Nobody spends years dreaming of the day of their divorce, but it may be every bit as significant as your wedding day. It's the start of a new life, and it presents a lot of choices that you can make for yourself and your family. When you have children, they need to be at the heart of all these decisions. When you are finishing your divorce paperwork, you may still want to assess what unfinished business you have to deal with as a family. One way to ensure that you have this established in no uncertain terms is to make divorce vows. 

What Are Divorce Vows?

Divorce vows are simply the clear, specific promises that you make to your ex-spouse and your children that outline how you will treat them as well as what you will and will not do as you move forward with your life. They can be a great comfort to kids who are still trying to cope with the breakup of their family, and they can show a solidarity that helps children still feel as though they do have a strong family unit even if that doesn't include parents who are married to each other.

Vows By Any Other Name

You don't have to call them divorce vows.
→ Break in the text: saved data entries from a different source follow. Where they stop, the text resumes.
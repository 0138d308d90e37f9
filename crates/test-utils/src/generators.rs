//! Synthetic raster generators.
//!
//! These produce predictable, verifiable grids that can be used across the
//! test suite.

use map_common::{AffineTransform, RasterCrs, RasterGrid, UtmZone};

/// Creates a test band with predictable values.
///
/// Each cell value is `col * 1000 + row`, so `band[row * width + col]`
/// identifies its own position.
///
/// ```
/// use test_utils::create_test_grid;
///
/// let grid = create_test_grid(10, 5);
/// assert_eq!(grid.len(), 50);
/// assert_eq!(grid[1], 1000.0); // col=1, row=0
/// assert_eq!(grid[10], 1.0);   // col=0, row=1
/// ```
pub fn create_test_grid(width: usize, height: usize) -> Vec<f32> {
    let mut data = Vec::with_capacity(width * height);
    for row in 0..height {
        for col in 0..width {
            data.push((col * 1000 + row) as f32);
        }
    }
    data
}

/// A band rising linearly from `min` at the top-left pixel to `max` at the
/// bottom-right pixel.
pub fn create_ramp_grid(width: usize, height: usize, min: f32, max: f32) -> Vec<f32> {
    let steps = (width + height).saturating_sub(2).max(1) as f32;
    let mut data = Vec::with_capacity(width * height);
    for row in 0..height {
        for col in 0..width {
            data.push(min + (max - min) * (col + row) as f32 / steps);
        }
    }
    data
}

/// A band filled with a single value.
pub fn create_constant_grid(width: usize, height: usize, value: f32) -> Vec<f32> {
    vec![value; width * height]
}

/// Sentinel-2-like reflectance bands: band `b` holds `base * (b + 1)` plus
/// a per-pixel ramp, so every band has distinct percentiles.
pub fn create_reflectance_bands(width: usize, height: usize, bands: usize, base: f32) -> Vec<Vec<f32>> {
    (0..bands)
        .map(|b| {
            let lo = base * (b + 1) as f32;
            create_ramp_grid(width, height, lo, lo + 1000.0)
        })
        .collect()
}

/// Single-band UTM raster with 10 m pixels and its top-left corner at
/// `(origin_e, origin_n)`.
pub fn utm_grid(
    zone: UtmZone,
    origin_e: f64,
    origin_n: f64,
    width: usize,
    height: usize,
    data: Vec<f32>,
) -> RasterGrid {
    RasterGrid::new(
        width,
        height,
        vec![data],
        RasterCrs::utm(zone),
        AffineTransform::north_up(origin_e, origin_n, 10.0, 10.0),
    )
    .expect("synthetic grid dimensions must match")
}

/// The 4x4 zone 12N raster at the origin, values 0..=50 rising from the
/// top-left corner (0) to the bottom-right corner (50).
pub fn origin_ramp_grid() -> RasterGrid {
    utm_grid(
        UtmZone::north(12),
        0.0,
        0.0,
        4,
        4,
        create_ramp_grid(4, 4, 0.0, 50.0),
    )
}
You may opt to name them something more suitable for what they mean to your family. You may call them anything from "New Life Vows" to "Vows for the Love We Still Share." You may even ask your kids for ideas. Name them something that will be meaningful and reassuring to your children.

What to Include In the Vows

Just as every family is unique with its own dynamic and needs, your divorce vows should be specific to the members of your family. Write your divorce vows with the needs of the other people in mind. For example, if your children are worried about future step-parents they may encounter someday, address that in the vows. Ask your kids and ex-spouse what they most need to hear from you, then follow through with writing vows that you know you can keep that will address those needs. Some things you may want to address include:

  • Specify what you will still do to show your love for your ex-spouse, even if it's no longer a romantic love.

  • Address what actions you will take to ensure that your children feel loved in the aftermath of the divorce.

  • Express a plan for dealing with conflict that takes the feelings of each family member into consideration.

  • Promise that you will continue doing specific things you've always done that your kids enjoy. For example, if you always went to your kids' games, explain how that will stay exactly the same.

Finally, be generous with your vows, but don't promise your ex-spouse anything that may not be in your best interests or the best interests of your children. Ask questions before you make promises or commitments to your ex that you may not be able to keep. Beyond that, making vows can be a part of the divorce proceedings every bit as much as the divorce paperwork and your custody arrangements. Simply prioritize what matters to you and your family every step of the way.